• RECORDS FOR THE TASK:

◆ ◆ ◆ ◆

//! Text-to-speech playback state.
//!
//! At most one utterance plays at a time. Playback state is tracked per
//! message: starting a message while another one speaks stops the other one
//! first. Terminal engine callbacks arrive as [`SpeechEvent`]s and always
//! return the affected message to [`PlaybackState::Idle`].

mod process;

use tracing::{debug, warn};

use crate::errors::AppError;
use crate::i18n;
use crate::notice::Notice;
use crate::preference::LanguagePreference;

pub use process::ProcessSpeechEngine;

pub type UtteranceId = u64;

#[derive(Debug, Clone, PartialEq, Eq)]
pub struct Utterance {
    pub id: UtteranceId,
    pub message_id: String,
    pub text: String,
    /// BCP-47 voice tag, e.g. `te-IN`.
    pub voice: &'static str,
}

#[derive(Debug, Clone, PartialEq, Eq)]
pub enum SpeechEventKind {
    Done,
    Stopped,
    Error(String),
}

#[derive(Debug, Clone, PartialEq, Eq)]
pub struct SpeechEvent {
    pub utterance_id: UtteranceId,
    pub kind: SpeechEventKind,
}

/// Platform text-to-speech engine.
///
/// `speak` only starts playback; completion is reported later as a
/// [`SpeechEvent`] through whatever channel the engine was built with.
pub trait SpeechEngine: Send {
    fn speak(&mut self, utterance: &Utterance) -> Result<(), AppError>;
    fn stop(&mut self, utterance_id: UtteranceId);
}

#[derive(Debug, Clone, Copy, PartialEq, Eq)]
pub enum PlaybackState {
    Idle,
    Speaking,
}

#[derive(Debug, Clone, PartialEq, Eq)]
pub enum SpeechTransition {
    Started,
    Stopped,
    /// Another message was speaking; it was stopped and this one started.
    Switched { stopped_message_id: String },
}

#[derive(Debug, Clone)]
struct ActiveUtterance {
    id: UtteranceId,
    message_id: String,
}

pub struct SpeechController {
    engine: Box<dyn SpeechEngine>,
    preference: LanguagePreference,
    active: Option<ActiveUtterance>,
    next_id: UtteranceId,
}

impl SpeechController {
    pub fn new(engine: Box<dyn SpeechEngine>, preference: LanguagePreference) -> Self {
        Self { engine, preference, active: None, next_id: 1 }
    }

    pub fn state(&self, message_id: &str) -> PlaybackState {
        match &self.active {
            Some(a) if a.message_id == message_id => PlaybackState::Speaking,
            _ => PlaybackState::Idle,
        }
    }

    pub fn is_speaking(&self) -> bool {
        self.active.is_some()
    }

    /// Message id of the utterance currently playing.
    pub fn active(&self) -> Option<&str> {
        self.active.as_ref().map(|a| a.message_id.as_str())
    }

    pub fn toggle(&mut self, message_id: &str, text: &str) -> Result<SpeechTransition, AppError> {
        match self.active.take() {
            Some(prev) if prev.message_id == message_id => {
                self.engine.stop(prev.id);
                Ok(SpeechTransition::Stopped)
            }
            Some(prev) => {
                self.engine.stop(prev.id);
                self.start(message_id, text)?;
                Ok(SpeechTransition::Switched { stopped_message_id: prev.message_id })
            }
            None => {
                self.start(message_id, text)?;
                Ok(SpeechTransition::Started)
            }
        }
    }

    /// Stops whatever is playing. Used on teardown.
    pub fn stop_all(&mut self) {
        if let Some(prev) = self.active.take() {
            self.engine.stop(prev.id);
        }
    }

    /// Applies a terminal engine callback. Errors on the active utterance
    /// produce a notice; events for earlier utterances are ignored.
    pub fn handle_event(&mut self, event: SpeechEvent) -> Option<Notice> {
        let is_active = matches!(&self.active, Some(a) if a.id == event.utterance_id);
        if !is_active {
            debug!("Ignoring {:?} for stale utterance {}", event.kind, event.utterance_id);
            return None;
        }
        self.active = None;
        match event.kind {
            SpeechEventKind::Done | SpeechEventKind::Stopped => None,
            SpeechEventKind::Error(message) => {
                warn!("Speech failed for utterance {}: {message}", event.utterance_id);
                Some(Notice::speech_failed(i18n::bundle(self.preference.get())))
            }
        }
    }

    fn start(&mut self, message_id: &str, text: &str) -> Result<(), AppError> {
        let utterance = Utterance {
            id: self.next_id,
            message_id: message_id.to_string(),
            text: text.to_string(),
            voice: self.preference.get().voice_tag(),
        };
        self.next_id += 1;
        self.engine.speak(&utterance)?;
        self.active = Some(ActiveUtterance { id: utterance.id, message_id: utterance.message_id });
        Ok(())
    }
}

#[cfg(test)]
mod tests {
    use std::sync::{Arc, Mutex};

    use super::*;
    use crate::models::Language;

    #[derive(Debug, Clone, PartialEq, Eq)]
    enum Call {
        Speak(Utterance),
        Stop(UtteranceId),
    }

    #[derive(Clone, Default)]
    struct RecordingEngine {
        calls: Arc<Mutex<Vec<Call>>>,
        fail: bool,
    }

    impl SpeechEngine for RecordingEngine {
        fn speak(&mut self, utterance: &Utterance) -> Result<(), AppError> {
            if self.fail {
                return Err(AppError::speech("no engine"));
            }
            self.calls.lock().unwrap().push(Call::Speak(utterance.clone()));
            Ok(())
        }

        fn stop(&mut self, utterance_id: UtteranceId) {
            self.calls.lock().unwrap().push(Call::Stop(utterance_id));
        }
    }

    fn controller(engine: &RecordingEngine, pref: &LanguagePreference) -> SpeechController {
        SpeechController::new(Box::new(engine.clone()), pref.clone())
    }

    #[test]
    fn toggle_twice_starts_then_stops() {
        let engine = RecordingEngine::default();
        let mut speech = controller(&engine, &LanguagePreference::default());

        assert_eq!(speech.toggle("m1", "text").unwrap(), SpeechTransition::Started);
        assert_eq!(speech.state("m1"), PlaybackState::Speaking);

        assert_eq!(speech.toggle("m1", "text").unwrap(), SpeechTransition::Stopped);
        assert_eq!(speech.state("m1"), PlaybackState::Idle);

        let calls = engine.calls.lock().unwrap();
        assert_eq!(calls.len(), 2);
        assert!(matches!(calls[0], Call::Speak(_)));
        assert_eq!(calls[1], Call::Stop(1));
    }

    #[test]
    fn voice_follows_current_language() {
        let engine = RecordingEngine::default();
        let pref = LanguagePreference::default();
        let mut speech = controller(&engine, &pref);

        pref.set(Language::Te);
        speech.toggle("m1", "నమస్తే").unwrap();

        let calls = engine.calls.lock().unwrap();
        match &calls[0] {
            Call::Speak(u) => assert_eq!(u.voice, "te-IN"),
            other => panic!("unexpected call {other:?}"),
        }
    }

    #[test]
    fn switching_messages_stops_the_previous_one() {
        let engine = RecordingEngine::default();
        let mut speech = controller(&engine, &LanguagePreference::default());

        speech.toggle("a", "first").unwrap();
        let transition = speech.toggle("b", "second").unwrap();
        assert_eq!(transition, SpeechTransition::Switched { stopped_message_id: "a".into() });
        assert_eq!(speech.state("a"), PlaybackState::Idle);
        assert_eq!(speech.state("b"), PlaybackState::Speaking);

        let calls = engine.calls.lock().unwrap();
        assert_eq!(calls[1], Call::Stop(1));
        assert!(matches!(&calls[2], Call::Speak(u) if u.id == 2 && u.message_id == "b"));
    }

    #[test]
    fn terminal_events_return_to_idle() {
        for kind in [SpeechEventKind::Done, SpeechEventKind::Stopped] {
            let engine = RecordingEngine::default();
            let mut speech = controller(&engine, &LanguagePreference::default());
            speech.toggle("m1", "text").unwrap();

            let notice = speech.handle_event(SpeechEvent { utterance_id: 1, kind });
            assert!(notice.is_none());
            assert!(!speech.is_speaking());
        }
    }

    #[test]
    fn error_event_returns_to_idle_with_notice() {
        let engine = RecordingEngine::default();
        let pref = LanguagePreference::new(Language::Hi);
        let mut speech = controller(&engine, &pref);
        speech.toggle("m1", "text").unwrap();

        let notice = speech
            .handle_event(SpeechEvent {
                utterance_id: 1,
                kind: SpeechEventKind::Error("device busy".into()),
            })
            .expect("notice");
        assert_eq!(notice.body, i18n::bundle(Language::Hi).notices.speech_failed);
        assert_eq!(speech.state("m1"), PlaybackState::Idle);
    }

    #[test]
    fn stale_events_are_ignored() {
        let engine = RecordingEngine::default();
        let mut speech = controller(&engine, &LanguagePreference::default());
        speech.toggle("a", "first").unwrap();
        speech.toggle("b", "second").unwrap();

        // The engine reports the first utterance as stopped after the switch.
        let notice = speech.handle_event(SpeechEvent {
            utterance_id: 1,
            kind: SpeechEventKind::Stopped,
        });
        assert!(notice.is_none());
        assert_eq!(speech.active(), Some("b"));
    }

    #[test]
    fn failed_start_stays_idle() {
        let engine = RecordingEngine { fail: true, ..Default::default() };
        let mut speech = controller(&engine, &LanguagePreference::default());
        let err = speech.toggle("m1", "text").unwrap_err();
        assert!(err.is_speech());
        assert!(!speech.is_speaking());
    }
}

◆ ◆ ◆ ◆

• DIRECTIONS: Among the lines in the data above, find those containing "into" and give only how many there are.

• ANSWER: 2